The Department's recent report makes clear that while using an approach that defines and characterizes nuclear waste based on the materials risk characteristics can lead to great savings, it does not yet represent a policy decision for complex-wide implementation. I do understand that this new approach has been successfully demonstrated with respect to certain tank waste at the Savannah River site and that a second demonstration is underway.

a. Will you pursue the management and ultimate disposal of radioactive waste in the complex based on the radiological risk that the constituent elements of that waste present to public health and the environment as opposed to the activity that produced that waste?

b. Can you assure that the DOE will promptly complete the ongoing environmental assessment so that the second demonstration of this risk-based definition concept can proceed?

Answer 1: If confirmed as Secretary, I will work to ensure the Department is conducting its important legacy cleanup activities in a safe, effective and cost-efficient manner. I will examine how the Department’s Office of Environmental Management’s high-level waste (HLW) interpretation can support those efforts.
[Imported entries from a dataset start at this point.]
// src/process/frame.rs

use once_cell::sync::Lazy;
use regex::Regex;
use tracing::{debug, instrument, trace, warn};

use super::raw_table::RawTable;
use crate::error::{SheetError, SheetResult};

/// `"table":` … `});` on one line, greedy to the last closing marker.
static TABLE_FRAME: Lazy<Regex> =
    Lazy::new(|| Regex::new(r#""table":(.*)\}\);"#).expect("table frame regex should compile"));

static STATUS_ERROR: Lazy<Regex> =
    Lazy::new(|| Regex::new(r#""status"\s*:\s*"error""#).expect("status regex should compile"));

static DETAILED_MESSAGE: Lazy<Regex> = Lazy::new(|| {
    Regex::new(r#""detailed_message"\s*:\s*"((?:[^"\\]|\\.)*)""#)
        .expect("detailed message regex should compile")
});

static MESSAGE: Lazy<Regex> = Lazy::new(|| {
    Regex::new(r#""message"\s*:\s*"((?:[^"\\]|\\.)*)""#).expect("message regex should compile")
});

const PREVIEW_CHARS: usize = 120;

/// Locate the embedded table literal inside a gviz response body.
pub fn extract_payload(text: &str) -> SheetResult<&str> {
    match TABLE_FRAME.captures(text).and_then(|c| c.get(1)) {
        Some(m) => {
            trace!(start = m.start(), len = m.len(), "found table frame");
            Ok(m.as_str())
        }
        None => {
            let reason = endpoint_error(text);
            warn!(reason = ?reason, body_len = text.len(), "table frame not found");
            Err(SheetError::MalformedResponse {
                preview: text.chars().take(PREVIEW_CHARS).collect(),
                reason,
            })
        }
    }
}

/// Parse an extracted payload into the column/row descriptor.
pub fn parse_payload(payload: &str) -> SheetResult<RawTable> {
    let table: RawTable = serde_json::from_str(payload)?;
    debug!(
        cols = table.cols.len(),
        rows = table.rows.len(),
        "parsed table payload"
    );
    Ok(table)
}

/// Two-phase: frame extraction, then JSON parsing.
#[instrument(level = "debug", skip(text), fields(body_len = text.len()))]
pub fn parse_response(text: &str) -> SheetResult<RawTable> {
    let payload = extract_payload(text)?;
    parse_payload(payload)
}

/// The endpoint's own message when its envelope reports `"status":"error"`.
fn endpoint_error(text: &str) -> Option<String> {
    if !STATUS_ERROR.is_match(text) {
        return None;
    }
    let message = [&*DETAILED_MESSAGE, &*MESSAGE]
        .iter()
        .find_map(|re| re.captures(text).and_then(|c| c.get(1)))
        .map(|m| m.as_str().to_string());
    Some(message.unwrap_or_else(|| "endpoint reported status error".to_string()))
}

#[cfg(test)]
mod tests {
    use super::*;

    const BODY: &str = r#"/*O_o*/
google.visualization.Query.setResponse({"version":"0.6","reqId":"0","status":"ok","sig":"1053501725","table":{"cols":[{"id":"A","label":"name","type":"string"},{"id":"B","label":"count","type":"number","pattern":"General"}],"rows":[{"c":[{"v":"alpha"},{"v":3.0,"f":"3"}]},{"c":[null,{"v":null}]}],"parsedNumHeaders":1}});"#;

    #[test]
    fn extracts_between_markers() {
        let payload = extract_payload(BODY).unwrap();
        assert!(payload.starts_with(r#"{"cols":"#));
        assert!(payload.ends_with(r#""parsedNumHeaders":1}"#));
    }

    #[test]
    fn parses_cols_and_sparse_rows() {
        let table = parse_response(BODY).unwrap();
        assert_eq!(table.cols.len(), 2);
        assert_eq!(table.cols[1].label, "count");
        assert_eq!(table.cols[1].ty, "number");
        assert_eq!(table.cols[1].pattern.as_deref(), Some("General"));
        assert_eq!(table.rows.len(), 2);
        assert_eq!(table.rows[0].c[1].as_ref().unwrap().f.as_deref(), Some("3"));
        assert!(table.rows[1].c[0].is_none());
        assert_eq!(table.rows[1].c[1].as_ref().unwrap().v, None);
    }

    #[test]
    fn missing_frame_is_malformed() {
        let err = parse_response("<html>Sign in</html>").unwrap_err();
        match err {
            SheetError::MalformedResponse { preview, reason } => {
                assert_eq!(preview, "<html>Sign in</html>");
                assert!(reason.is_none());
            }
            other => panic!("unexpected error: {other:?}"),
        }
    }

    #[test]
    fn missing_trailing_marker_is_malformed() {
        let body = r#"setResponse({"status":"ok","table":{"cols":[],"rows":[]}}"#;
        assert!(matches!(
            extract_payload(body),
            Err(SheetError::MalformedResponse { .. })
        ));
    }

    #[test]
    fn endpoint_error_message_is_reported() {
        let body = r#"google.visualization.Query.setResponse({"version":"0.6","reqId":"0","status":"error","errors":[{"reason":"access_denied","message":"Access denied","detailed_message":"Sheet is private"}]});"#;
        match extract_payload(body).unwrap_err() {
            SheetError::MalformedResponse { reason, .. } => {
                assert_eq!(reason.as_deref(), Some("Sheet is private"));
            }
            other => panic!("unexpected error: {other:?}"),
        }
    }

    #[test]
    fn table_without_cols_and_rows_is_parse_error() {
        for body in [
            r#"setResponse({"status":"ok","table":{}});"#,
            r#"setResponse({"status":"ok","table":[]});"#,
            r#"setResponse({"status":"ok","table":{"columns":[],"rows":[]}});"#,
            r#"setResponse({"status":"ok","table":{"cols":[],"rows":[{"cells":[]}]}});"#,
        ] {
            assert!(
                matches!(parse_response(body), Err(SheetError::PayloadParse(_))),
                "expected parse error for {body}"
            );
        }
    }

    #[test]
    fn invalid_payload_is_parse_error() {
        let body = r#"setResponse({"table":{cols: [}});"#;
        assert!(matches!(
            parse_response(body),
            Err(SheetError::PayloadParse(_))
        ));
    }
}
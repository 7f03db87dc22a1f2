// src/config.rs

use anyhow::{Context, Result};
use serde::{Deserialize, Serialize};
use std::{env, time::Duration};
use url::Url;

pub const DEFAULT_SHEET_ID: &str = "1l1JdsIleqocV2pNGlSSxGbl7-PzU9QeGh52N9tEQScc";
pub const DEFAULT_SHEET_GID: &str = "0";
pub const DEFAULT_PREVIEW_WIDTH: u32 = 600;
pub const DEFAULT_IMAGE_FIELD: &str = "images";
pub const DEFAULT_BASE_URL: &str = "https://docs.google.com";
const DEFAULT_TIMEOUT: Duration = Duration::from_secs(30);

/// Defaults for one data source. Every field can be overridden per call
/// through [`crate::SheetRequest`].
#[derive(Debug, Clone, PartialEq, Eq, Serialize, Deserialize)]
pub struct SheetConfig {
    /// Scheme + host of the gviz endpoint, e.g. `https://docs.google.com`.
    pub base_url: String,
    pub sheet_id: String,
    pub gid: String,
    /// Target width (px) of generated preview URLs.
    pub preview_width: u32,
    /// Record field holding the comma-joined Drive links.
    pub image_field: String,
    #[serde(with = "secs")]
    pub timeout: Duration,
}

impl Default for SheetConfig {
    fn default() -> Self {
        Self {
            base_url: DEFAULT_BASE_URL.to_string(),
            sheet_id: DEFAULT_SHEET_ID.to_string(),
            gid: DEFAULT_SHEET_GID.to_string(),
            preview_width: DEFAULT_PREVIEW_WIDTH,
            image_field: DEFAULT_IMAGE_FIELD.to_string(),
            timeout: DEFAULT_TIMEOUT,
        }
    }
}

impl SheetConfig {
    /// Start from the defaults and apply any `SHEET_*` environment overrides.
    pub fn from_env() -> Result<Self> {
        Self::from_lookup(|key| env::var(key).ok())
    }

    fn from_lookup<F>(lookup: F) -> Result<Self>
    where
        F: Fn(&str) -> Option<String>,
    {
        let mut cfg = Self::default();
        if let Some(v) = lookup("SHEET_BASE_URL") {
            cfg.base_url = v.trim_end_matches('/').to_string();
        }
        if let Some(v) = lookup("SHEET_ID") {
            cfg.sheet_id = v;
        }
        if let Some(v) = lookup("SHEET_GID") {
            cfg.gid = v;
        }
        if let Some(v) = lookup("SHEET_PREVIEW_WIDTH") {
            cfg.preview_width = v
                .trim()
                .parse()
                .with_context(|| format!("parsing SHEET_PREVIEW_WIDTH={:?}", v))?;
        }
        if let Some(v) = lookup("SHEET_IMAGE_FIELD") {
            cfg.image_field = v;
        }
        if let Some(v) = lookup("SHEET_TIMEOUT_SECS") {
            let secs: u64 = v
                .trim()
                .parse()
                .with_context(|| format!("parsing SHEET_TIMEOUT_SECS={:?}", v))?;
            cfg.timeout = Duration::from_secs(secs);
        }
        Ok(cfg)
    }

    /// `{base}/spreadsheets/d/{id}/gviz/tq?tqx=out:json&gid={gid}`
    pub fn sheet_url(&self, sheet_id: &str, gid: &str) -> Result<Url, url::ParseError> {
        let mut url = Url::parse(&self.base_url)?;
        url.path_segments_mut()
            .map_err(|_| url::ParseError::RelativeUrlWithCannotBeABaseBase)?
            .pop_if_empty()
            .extend(&["spreadsheets", "d", sheet_id, "gviz", "tq"]);
        url.query_pairs_mut()
            .append_pair("tqx", "out:json")
            .append_pair("gid", gid);
        Ok(url)
    }
}

mod secs {
    use serde::{Deserialize, Deserializer, Serializer};
    use std::time::Duration;

    pub fn serialize<S: Serializer>(d: &Duration, s: S) -> Result<S::Ok, S::Error> {
        s.serialize_u64(d.as_secs())
    }

    pub fn deserialize<'de, D: Deserializer<'de>>(d: D) -> Result<Duration, D::Error> {
        u64::deserialize(d).map(Duration::from_secs)
    }
}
Question 2: Section 3121 of the recently enacted FY '21 National Defense Authorization Act requires the Secretary of Energy to make an annual statement of environmental liabilities for each facility in the complex. Section 3122 of that law requires future year cleanup plans to identify missed milestones for each site. It seems to me that it would be most useful to the Department, the Congress and the affected members of the public if these annual statements also identified an inventory of discrete waste streams at each facility that would benefit from application of this risk-based approach, the impact of such application to overall liabilities and milestones at each facility and a budget estimate for implementation. Would you concur and make that commitment?

Answer 2: If confirmed as Secretary, I will review the Department’s implementation of the HLW interpretation to ensure the Department is conducting its important legacy cleanup activities in a safe, effective, and cost-efficient manner.